Generally, this is the original classification assigned by the clinical
lab that performs the testing. Detected variants whose classifications
are in conflict with ClinVar are reviewed by a team of genetic
counselors, physicians, and variant specialists who decide upon the
final classification to be stored with the variant in the dictionary.
These classifications may be revisited by the variant review team if a
clinical lab sends an update indicating a variant has been reclassified
based on their classification criteria, or if a variant already in the
dictionary is identified in a new patient and the clinical lab has
assigned a different classification.
Snapshots of the variant dictionary were pulled at three time points
that span two years (2019-03-19, 2020-01-29, and 2021-03-02) and used to
gauge how the dictionary changed over the two years. While there were
several fields included for each entry in the variant dictionary, the
coding DNA HGVS expression and the variant interpretation fields were
the only ones used for this study. The following metrics were the focus
of the analysis:
- The number of entries added to the variant dictionary between each
time point.
- The number of added entries that have identical HGVS expressions to
existing entries (duplicates).
- The number of entries whose “interpretation” was changed between
each time point.
The variant dictionary includes unique identifiers for each record and
these identifiers were used to compare HGVS expressions and
interpretations across the three snapshots. ClinVar was used to
establish a point of reference for the rate of HGVS expression and
interpretation changes for variants in the variant dictionary. As part
of the ClinVar tab_delimited archive, there are monthly releases of avariant_summary_YYYY-MM.txt.gz file16. This
file contains several fields. The “AlleleID” (identifier assigned by
ClinVar to each simple allele), “Name” (contains the coding DNA HGVS
expression), and “ClinicalSignificance” (clinical interpretation of
the variant) fields were the only ones used for this study. Three
ClinVar variant summary files were downloaded
(variant_summary_2019-03.txt, variant_summary_2020-01.txt,
variant_summary_2021-03.txt) that corresponded to the dates of the
three annual snapshots. These files were parsed and the coding DNA HGVS
expressions were compared to those in the variant dictionary. If a match
was found, the AlleleID was mapped to the variant’s unique identifier in
the variant dictionary. These associations were then tracked across the
three variant dictionary snapshots and three ClinVar variant summary
files (spanning two years) to determine the rate by which ClinVar
updated the same HGVS expressions as those stored by HCI in the variant
dictionary. To determine changes in clinical interpretation, the
“ClinicalSignificance” field of the variant summary file was compared
to the interpretation assigned by the HCI variant review team.

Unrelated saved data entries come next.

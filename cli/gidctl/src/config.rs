//! Settings gathered from flags and environment.
//!
//! Handles:
//! - Default app name
//! - Signing secret
//! - Default token lifetime

use anyhow::{Context, Result};
use chrono::Duration;
use global_id::{config, GlobalIdConfig, HmacVerifier};

use crate::error::CliError;

/// CLI settings.
#[derive(Debug, Clone, Default)]
pub struct Settings {
    /// Default app name.
    pub app: Option<String>,

    /// Signing secret.
    pub secret: Option<String>,

    /// Default token lifetime in seconds.
    pub expires_in: Option<i64>,
}

impl Settings {
    /// Convert into a library configuration.
    pub fn to_config(&self) -> Result<GlobalIdConfig> {
        let mut cfg = GlobalIdConfig::new();

        if let Some(app) = &self.app {
            cfg = cfg
                .with_app(app)
                .with_context(|| format!("invalid GID_APP '{app}'"))?;
        }

        if let Some(secret) = &self.secret {
            cfg = cfg.with_verifier(HmacVerifier::new(secret));
        }

        if let Some(secs) = self.expires_in {
            cfg = cfg.with_expires_in(lifetime("GID_EXPIRES_IN", secs)?);
        }

        Ok(cfg)
    }

    /// Install as the process-wide configuration.
    pub fn install(&self) -> Result<()> {
        config::install(self.to_config()?);
        Ok(())
    }

    /// Require an app to be specified.
    pub fn require_app(&self) -> Result<&str> {
        self.app.as_deref().ok_or_else(|| CliError::MissingApp.into())
    }

    /// Require a secret to be specified.
    pub fn require_secret(&self) -> Result<()> {
        match self.secret {
            Some(_) => Ok(()),
            None => Err(CliError::MissingSecret.into()),
        }
    }
}

/// Convert a positive number of seconds into a token lifetime.
pub fn lifetime(name: &str, secs: i64) -> Result<Duration> {
    if secs <= 0 {
        anyhow::bail!("{name} must be a positive number of seconds, got {secs}");
    }
    Duration::try_seconds(secs)
        .with_context(|| format!("{name} is too large: {secs} seconds"))
}

/// Parse a `key=value` pair.
pub fn parse_key_val(s: &str) -> Result<(String, String), String> {
    let (key, value) = s
        .split_once('=')
        .ok_or_else(|| format!("invalid KEY=value: no '=' found in '{s}'"))?;
    if key.is_empty() {
        return Err(format!("invalid KEY=value: empty key in '{s}'"));
    }
    Ok((key.to_string(), value.to_string()))
}

#[cfg(test)]
mod tests {
    use super::*;

    #[test]
    fn test_to_config() {
        let settings = Settings {
            app: Some("bcx".into()),
            secret: Some("secret".into()),
            expires_in: Some(3600),
        };
        let cfg = settings.to_config().unwrap();
        assert_eq!(cfg.app(), Some("bcx"));
        assert!(cfg.verifier().is_some());
        assert_eq!(cfg.expires_in(), Some(Duration::hours(1)));
    }

    #[test]
    fn test_invalid_app_rejected() {
        let settings = Settings {
            app: Some("blog_app".into()),
            ..Default::default()
        };
        let err = settings.to_config().unwrap_err();
        assert!(err.to_string().contains("GID_APP"));
    }

    #[test]
    fn test_non_positive_expiry_rejected() {
        let settings = Settings {
            expires_in: Some(0),
            ..Default::default()
        };
        assert!(settings.to_config().is_err());
    }

    #[test]
    fn test_lifetime_bounds() {
        assert_eq!(lifetime("--ttl", 60).unwrap(), Duration::minutes(1));
        assert!(lifetime("--ttl", -5).is_err());
        let err = lifetime("GID_EXPIRES_IN", i64::MAX).unwrap_err();
        assert!(err.to_string().contains("too large"));
    }

    #[test]
    fn test_require_values() {
        let settings = Settings::default();
        assert!(settings.require_app().is_err());
        assert!(settings.require_secret().is_err());
    }

    #[test]
    fn test_parse_key_val() {
        assert_eq!(
            parse_key_val("hello=world").unwrap(),
            ("hello".to_string(), "world".to_string())
        );
        assert_eq!(
            parse_key_val("empty=").unwrap(),
            ("empty".to_string(), String::new())
        );
        assert!(parse_key_val("novalue").is_err());
        assert!(parse_key_val("=x").is_err());
    }
}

Generally, the ClinVar variant summary file assigns a single
classification for each alleleID. This means that although multiple
conflicting interpretations are common in ClinVar, the variant summary
file usually presents a single authoritative interpretation for each
alleleID. The exception to this is in the most recent variant summary
file used (variant_summary_2021-03.txt) where 32 alleleIDs with
conflicting interpretations were found. However, this had no effect on
our analysis since the HGVS expressions for those 32 alleleIDs are not
present in the HCI variant dictionary.